* WORK REQUEST *
Go through the entries and say how many lines contain the string "watch". The number is the whole answer.

== Segment start ==

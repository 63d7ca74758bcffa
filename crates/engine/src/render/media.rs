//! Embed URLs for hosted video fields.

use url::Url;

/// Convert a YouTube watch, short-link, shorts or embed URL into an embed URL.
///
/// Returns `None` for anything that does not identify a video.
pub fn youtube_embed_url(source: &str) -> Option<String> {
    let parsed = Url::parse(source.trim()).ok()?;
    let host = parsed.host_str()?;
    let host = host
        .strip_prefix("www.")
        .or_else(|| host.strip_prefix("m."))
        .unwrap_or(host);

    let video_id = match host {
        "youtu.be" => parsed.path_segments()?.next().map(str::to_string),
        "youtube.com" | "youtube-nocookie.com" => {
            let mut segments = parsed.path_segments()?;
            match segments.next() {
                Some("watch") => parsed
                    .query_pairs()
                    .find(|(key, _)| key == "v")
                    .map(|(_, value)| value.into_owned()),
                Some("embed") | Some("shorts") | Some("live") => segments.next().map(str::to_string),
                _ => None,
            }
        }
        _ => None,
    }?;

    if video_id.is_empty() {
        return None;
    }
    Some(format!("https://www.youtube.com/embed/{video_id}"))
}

== Segment end ==

* TASK ANSWER *
2